> EXERCISE OBJECTIVE:
Search the entries below for the string "await" and copy the lines that hold it.

> DATA SECTION:
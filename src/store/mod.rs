//! Shared storage backends for sliding windows.
//!
//! A store hosts two things for each shared window: a hash of
//! `slot -> count` fields under the window key, and a lease lock that
//! serializes access to that hash across limiter instances.

mod lock;
mod memory;
mod redis_store;

#[cfg(test)]
pub(crate) mod testing;

use std::time::Duration;

use async_trait::async_trait;

use crate::error::Result;

pub use self::lock::{LockConfig, LockGuard, SharedLock};
pub use self::memory::MemoryStore;
pub use self::redis_store::RedisStore;

/// Hash and lease-lock primitives a shared window needs from its store.
#[async_trait]
pub trait WindowStore: Send + Sync {
    /// Atomically add `by` to field `slot` of hash `key`, returning the new value.
    async fn incr_field(&self, key: &str, slot: i64, by: u64) -> Result<u64>;

    /// Read every field of hash `key`. Field names are returned as stored.
    async fn fetch_all(&self, key: &str) -> Result<Vec<(String, u64)>>;

    /// Remove the given slot fields from hash `key`.
    async fn delete_fields(&self, key: &str, slots: &[i64]) -> Result<()>;

    /// Take lock `name` for `lease` if nobody holds it. Returns whether it was taken.
    async fn try_acquire_lock(&self, name: &str, token: &str, lease: Duration) -> Result<bool>;

    /// Release lock `name` if it is still held under `token`.
    async fn release_lock(&self, name: &str, token: &str) -> Result<bool>;
}
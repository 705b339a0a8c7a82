//! HTTP service boundary.
//!
//! Every request to `/` goes through an [`AdmissionGate`]: throttled subjects
//! get `429`, and limiter failures are handled by the configured policy.

mod gate;
mod routes;

use std::net::SocketAddr;
use std::sync::Arc;

use axum::routing::get;
use axum::Router;
use tracing::{error, info};

use crate::config::SubjectSource;
use crate::error::Result;

pub use gate::{Admission, AdmissionGate, Decision};
pub use routes::AppState;

/// HTTP server fronting the rate limiter.
pub struct HttpServer {
    /// Address to bind to
    addr: SocketAddr,
    /// Handler state
    state: AppState,
}

impl HttpServer {
    /// Create a new HTTP server.
    pub fn new(addr: SocketAddr, gate: Arc<AdmissionGate>, subject: SubjectSource) -> Self {
        Self {
            addr,
            state: AppState { gate, subject },
        }
    }

    /// The router serving the rate-limited API.
    pub fn router(&self) -> Router {
        Router::new()
            .route("/", get(routes::index))
            .route("/health", get(routes::health))
            .with_state(self.state.clone())
    }

    /// Serve until `signal` resolves.
    pub async fn serve_with_shutdown<F>(self, signal: F) -> Result<()>
    where
        F: std::future::Future<Output = ()> + Send + 'static,
    {
        let app = self.router();
        let listener = tokio::net::TcpListener::bind(self.addr).await?;

        info!(
            addr = %self.addr,
            subject = ?self.state.subject,
            policy = ?self.state.gate.policy(),
            "HTTP server listening"
        );

        axum::serve(
            listener,
            app.into_make_service_with_connect_info::<SocketAddr>(),
        )
        .with_graceful_shutdown(signal)
        .await
        .map_err(|e| {
            error!(error = %e, "HTTP server failed");
            e.into()
        })
    }
}

#[cfg(test)]
mod tests {
    use super::*;
    use crate::config::FailurePolicy;
    use crate::ratelimit::{KeyedLimiter, WindowConfig, WindowFactory};

    #[tokio::test]
    async fn test_serves_and_shuts_down() {
        let factory = WindowFactory::local(WindowConfig::default());
        let limiters = Arc::new(KeyedLimiter::new(factory, 10).unwrap());
        let gate = Arc::new(AdmissionGate::new(limiters, FailurePolicy::FailOpen));

        let addr: SocketAddr = "127.0.0.1:0".parse().unwrap();
        let server = HttpServer::new(addr, gate, SubjectSource::Global);

        let (tx, rx) = tokio::sync::oneshot::channel::<()>();
        let handle = tokio::spawn(server.serve_with_shutdown(async move {
            let _ = rx.await;
        }));

        tx.send(()).unwrap();
        handle.await.unwrap().unwrap();
    }
}
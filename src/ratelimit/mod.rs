//! Sliding window counting and rate limit decisions.

mod clock;
mod keyed;
mod limiter;
mod local;
mod shared;
mod window;

pub use clock::{Clock, ManualClock, SystemClock};
pub use keyed::{window_key, DynLimiter, KeyedLimiter, WindowFactory, GLOBAL_SUBJECT};
pub use limiter::{Limiter, SimpleLimiter};
pub use local::LocalWindow;
pub use shared::{lock_name, SharedWindow, DEFAULT_WINDOW_KEY};
pub use window::{Window, WindowConfig};
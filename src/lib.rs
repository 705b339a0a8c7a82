//! Ratewindow - Bucketed Sliding-Window Rate Limiting
//!
//! This crate counts requests per subject over a trailing time window using
//! coarse time buckets. Windows are kept either in process memory or in a
//! shared store (Redis) guarded by a store-hosted lease lock, so several
//! service instances can enforce one limit together.

pub mod config;
pub mod error;
pub mod ratelimit;
pub mod server;
pub mod store;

> REPLY:
        let listener = tokio::net::TcpListener::bind(self.addr).await?;
        .await
            let _ = rx.await;
        handle.await.unwrap().unwrap();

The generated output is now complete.